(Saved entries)

►

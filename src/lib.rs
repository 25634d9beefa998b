//! credit-risk: credit score classification library
//!
//! A deterministic cleaning chain (numeric cleaning, outlier capping, grouped
//! imputation, ratio features) feeding an ordinal encoder and a multiclass
//! boosted-tree classifier, persisted as one artifact and served per applicant.

pub mod cli;
pub mod model;
pub mod pipeline;
pub mod report;
pub mod service;
pub mod utils;
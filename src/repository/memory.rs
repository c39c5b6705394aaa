//! Process-local stores backing tests and local experiments.

use std::sync::atomic::{AtomicBool, Ordering};

use async_trait::async_trait;
use chrono::Utc;
use tokio::sync::RwLock;
use uuid::Uuid;

use super::{NoteRepository, NotebookRepository, StoreError};
use crate::models::{NewNote, NewNotebook, Note, NotePatch, Notebook, NotebookPatch};

/// Records kept in insertion order.
///
/// [`MemoryRepository::set_available`] switches the store into a mode where
/// every operation fails, which is how outages are simulated.
pub struct MemoryRepository<T> {
    records: RwLock<Vec<T>>,
    available: AtomicBool,
}

pub type MemoryNotebookRepository = MemoryRepository<Notebook>;
pub type MemoryNoteRepository = MemoryRepository<Note>;

impl<T> Default for MemoryRepository<T> {
    fn default() -> Self {
        Self {
            records: RwLock::new(Vec::new()),
            available: AtomicBool::new(true),
        }
    }
}

impl<T: Clone> MemoryRepository<T> {
    pub fn new() -> Self {
        Self::default()
    }

    pub fn set_available(&self, available: bool) {
        self.available.store(available, Ordering::SeqCst);
    }

    pub async fn len(&self) -> usize {
        self.records.read().await.len()
    }

    pub async fn is_empty(&self) -> bool {
        self.records.read().await.is_empty()
    }

    fn ensure_available(&self) -> Result<(), StoreError> {
        if self.available.load(Ordering::SeqCst) {
            Ok(())
        } else {
            Err(StoreError::Unavailable("memory store is offline".to_string()))
        }
    }
}

#[async_trait]
impl NotebookRepository for MemoryRepository<Notebook> {
    async fn insert(&self, notebook: NewNotebook) -> Result<Notebook, StoreError> {
        self.ensure_available()?;
        let now = Utc::now();
        let record = Notebook {
            id: Uuid::new_v4(),
            title: notebook.title,
            description: notebook.description,
            created_at: now,
            updated_at: now,
        };
        self.records.write().await.push(record.clone());
        Ok(record)
    }

    async fn find_by_id(&self, id: Uuid) -> Result<Option<Notebook>, StoreError> {
        self.ensure_available()?;
        Ok(self.records.read().await.iter().find(|n| n.id == id).cloned())
    }

    async fn find_all(&self) -> Result<Vec<Notebook>, StoreError> {
        self.ensure_available()?;
        Ok(self.records.read().await.clone())
    }

    async fn update_by_id(
        &self,
        id: Uuid,
        patch: NotebookPatch,
    ) -> Result<Option<Notebook>, StoreError> {
        self.ensure_available()?;
        let mut records = self.records.write().await;
        let Some(notebook) = records.iter_mut().find(|n| n.id == id) else {
            return Ok(None);
        };

        if let Some(title) = patch.title {
            notebook.title = title;
        }
        if let Some(description) = patch.description {
            notebook.description = Some(description);
        }
        notebook.updated_at = Utc::now();

        Ok(Some(notebook.clone()))
    }

    async fn delete_by_id(&self, id: Uuid) -> Result<bool, StoreError> {
        self.ensure_available()?;
        let mut records = self.records.write().await;
        let before = records.len();
        records.retain(|n| n.id != id);
        Ok(records.len() != before)
    }
}

#[async_trait]
impl NoteRepository for MemoryRepository<Note> {
    async fn insert(&self, note: NewNote) -> Result<Note, StoreError> {
        self.ensure_available()?;
        let now = Utc::now();
        let record = Note {
            id: Uuid::new_v4(),
            title: note.title,
            content: note.content,
            notebook_id: note.notebook_id,
            created_at: now,
            updated_at: now,
        };
        self.records.write().await.push(record.clone());
        Ok(record)
    }

    async fn find_by_id(&self, id: Uuid) -> Result<Option<Note>, StoreError> {
        self.ensure_available()?;
        Ok(self.records.read().await.iter().find(|n| n.id == id).cloned())
    }

    async fn find_all(&self) -> Result<Vec<Note>, StoreError> {
        self.ensure_available()?;
        Ok(self.records.read().await.clone())
    }

    async fn update_by_id(&self, id: Uuid, patch: NotePatch) -> Result<Option<Note>, StoreError> {
        self.ensure_available()?;
        let mut records = self.records.write().await;
        let Some(note) = records.iter_mut().find(|n| n.id == id) else {
            return Ok(None);
        };

        if let Some(title) = patch.title {
            note.title = title;
        }
        if let Some(content) = patch.content {
            note.content = content;
        }
        if let Some(notebook_id) = patch.notebook_id {
            note.notebook_id = Some(notebook_id);
        }
        note.updated_at = Utc::now();

        Ok(Some(note.clone()))
    }

    async fn delete_by_id(&self, id: Uuid) -> Result<bool, StoreError> {
        self.ensure_available()?;
        let mut records = self.records.write().await;
        let before = records.len();
        records.retain(|n| n.id != id);
        Ok(records.len() != before)
    }
}

#[cfg(test)]
mod tests {
    use super::*;

    #[tokio::test]
    async fn update_keeps_unpatched_fields() {
        let repo = MemoryNotebookRepository::new();
        let created = repo
            .insert(NewNotebook {
                title: "Work".to_string(),
                description: None,
            })
            .await
            .unwrap();

        let updated = repo
            .update_by_id(
                created.id,
                NotebookPatch {
                    title: None,
                    description: Some("x".to_string()),
                },
            )
            .await
            .unwrap()
            .unwrap();

        assert_eq!(updated.title, "Work");
        assert_eq!(updated.description.as_deref(), Some("x"));
        assert_eq!(updated.created_at, created.created_at);
    }

    #[tokio::test]
    async fn offline_store_fails_every_operation() {
        let repo = MemoryNoteRepository::new();
        repo.set_available(false);

        let err = NoteRepository::find_all(&repo).await.unwrap_err();
        assert!(matches!(err, StoreError::Unavailable(_)));

        repo.set_available(true);
        assert!(NoteRepository::find_all(&repo).await.unwrap().is_empty());
    }

    #[tokio::test]
    async fn delete_reports_whether_anything_was_removed() {
        let repo = MemoryNoteRepository::new();
        let note = repo
            .insert(NewNote {
                title: "a".to_string(),
                content: "b".to_string(),
                notebook_id: None,
            })
            .await
            .unwrap();

        assert!(repo.delete_by_id(note.id).await.unwrap());
        assert!(!repo.delete_by_id(note.id).await.unwrap());
        assert!(repo.is_empty().await);
    }
}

◄

All of the records above should be given again exactly as written.

Answer to this task
filename src/lib.rs
repository 25634d9beefa998b
//! credit-risk: credit score classification library
//!
//! A deterministic cleaning chain (numeric cleaning, outlier capping, grouped
//! imputation, ratio features) feeding an ordinal encoder and a multiclass
//! boosted-tree classifier, persisted as one artifact and served per applicant.

pub mod cli;
pub mod model;
pub mod pipeline;
pub mod report;
pub mod service;
pub mod utils;
filename src/repository/memory.rs
repository c39c5b6705394aaa
//! Process-local stores backing tests and local experiments.

use std::sync::atomic::{AtomicBool, Ordering};

use async_trait::async_trait;
use chrono::Utc;
use tokio::sync::RwLock;
use uuid::Uuid;

use super::{NoteRepository, NotebookRepository, StoreError};
use crate::models::{NewNote, NewNotebook, Note, NotePatch, Notebook, NotebookPatch};

/// Records kept in insertion order.
///
/// [`MemoryRepository::set_available`] switches the store into a mode where
/// every operation fails, which is how outages are simulated.
pub struct MemoryRepository<T> {
    records: RwLock<Vec<T>>,
    available: AtomicBool,
}

pub type MemoryNotebookRepository = MemoryRepository<Notebook>;
pub type MemoryNoteRepository = MemoryRepository<Note>;

impl<T> Default for MemoryRepository<T> {
    fn default() -> Self {
        Self {
            records: RwLock::new(Vec::new()),
            available: AtomicBool::new(true),
        }
    }
}

impl<T: Clone> MemoryRepository<T> {
    pub fn new() -> Self {
        Self::default()
    }

    pub fn set_available(&self, available: bool) {
        self.available.store(available, Ordering::SeqCst);
    }

    pub async fn len(&self) -> usize {
        self.records.read().await.len()
    }

    pub async fn is_empty(&self) -> bool {
        self.records.read().await.is_empty()
    }

    fn ensure_available(&self) -> Result<(), StoreError> {
        if self.available.load(Ordering::SeqCst) {
            Ok(())
        } else {
            Err(StoreError::Unavailable("memory store is offline".to_string()))
        }
    }
}

#[async_trait]
impl NotebookRepository for MemoryRepository<Notebook> {
    async fn insert(&self, notebook: NewNotebook) -> Result<Notebook, StoreError> {
        self.ensure_available()?;
        let now = Utc::now();
        let record = Notebook {
            id: Uuid::new_v4(),
            title: notebook.title,
            description: notebook.description,
            created_at: now,
            updated_at: now,
        };
        self.records.write().await.push(record.clone());
        Ok(record)
    }

    async fn find_by_id(&self, id: Uuid) -> Result<Option<Notebook>, StoreError> {
        self.ensure_available()?;
        Ok(self.records.read().await.iter().find(|n| n.id == id).cloned())
    }

    async fn find_all(&self) -> Result<Vec<Notebook>, StoreError> {
        self.ensure_available()?;
        Ok(self.records.read().await.clone())
    }

    async fn update_by_id(
        &self,
        id: Uuid,
        patch: NotebookPatch,
    ) -> Result<Option<Notebook>, StoreError> {
        self.ensure_available()?;
        let mut records = self.records.write().await;
        let Some(notebook) = records.iter_mut().find(|n| n.id == id) else {
            return Ok(None);
        };

        if let Some(title) = patch.title {
            notebook.title = title;
        }
        if let Some(description) = patch.description {
            notebook.description = Some(description);
        }
        notebook.updated_at = Utc::now();

        Ok(Some(notebook.clone()))
    }

    async fn delete_by_id(&self, id: Uuid) -> Result<bool, StoreError> {
        self.ensure_available()?;
        let mut records = self.records.write().await;
        let before = records.len();
        records.retain(|n| n.id != id);
        Ok(records.len() != before)
    }
}

#[async_trait]
impl NoteRepository for MemoryRepository<Note> {
    async fn insert(&self, note: NewNote) -> Result<Note, StoreError> {
        self.ensure_available()?;
        let now = Utc::now();
        let record = Note {
            id: Uuid::new_v4(),
            title: note.title,
            content: note.content,
            notebook_id: note.notebook_id,
            created_at: now,
            updated_at: now,
        };
        self.records.write().await.push(record.clone());
        Ok(record)
    }

    async fn find_by_id(&self, id: Uuid) -> Result<Option<Note>, StoreError> {
        self.ensure_available()?;
        Ok(self.records.read().await.iter().find(|n| n.id == id).cloned())
    }

    async fn find_all(&self) -> Result<Vec<Note>, StoreError> {
        self.ensure_available()?;
        Ok(self.records.read().await.clone())
    }

    async fn update_by_id(&self, id: Uuid, patch: NotePatch) -> Result<Option<Note>, StoreError> {
        self.ensure_available()?;
        let mut records = self.records.write().await;
        let Some(note) = records.iter_mut().find(|n| n.id == id) else {
            return Ok(None);
        };

        if let Some(title) = patch.title {
            note.title = title;
        }
        if let Some(content) = patch.content {
            note.content = content;
        }
        if let Some(notebook_id) = patch.notebook_id {
            note.notebook_id = Some(notebook_id);
        }
        note.updated_at = Utc::now();

        Ok(Some(note.clone()))
    }

    async fn delete_by_id(&self, id: Uuid) -> Result<bool, StoreError> {
        self.ensure_available()?;
        let mut records = self.records.write().await;
        let before = records.len();
        records.retain(|n| n.id != id);
        Ok(records.len() != before)
    }
}

#[cfg(test)]
mod tests {
    use super::*;

    #[tokio::test]
    async fn update_keeps_unpatched_fields() {
        let repo = MemoryNotebookRepository::new();
        let created = repo
            .insert(NewNotebook {
                title: "Work".to_string(),
                description: None,
            })
            .await
            .unwrap();

        let updated = repo
            .update_by_id(
                created.id,
                NotebookPatch {
                    title: None,
                    description: Some("x".to_string()),
                },
            )
            .await
            .unwrap()
            .unwrap();

        assert_eq!(updated.title, "Work");
        assert_eq!(updated.description.as_deref(), Some("x"));
        assert_eq!(updated.created_at, created.created_at);
    }

    #[tokio::test]
    async fn offline_store_fails_every_operation() {
        let repo = MemoryNoteRepository::new();
        repo.set_available(false);

        let err = NoteRepository::find_all(&repo).await.unwrap_err();
        assert!(matches!(err, StoreError::Unavailable(_)));

        repo.set_available(true);
        assert!(NoteRepository::find_all(&repo).await.unwrap().is_empty());
    }

    #[tokio::test]
    async fn delete_reports_whether_anything_was_removed() {
        let repo = MemoryNoteRepository::new();
        let note = repo
            .insert(NewNote {
                title: "a".to_string(),
                content: "b".to_string(),
                notebook_id: None,
            })
            .await
            .unwrap();

        assert!(repo.delete_by_id(note.id).await.unwrap());
        assert!(!repo.delete_by_id(note.id).await.unwrap());
        assert!(repo.is_empty().await);
    }
}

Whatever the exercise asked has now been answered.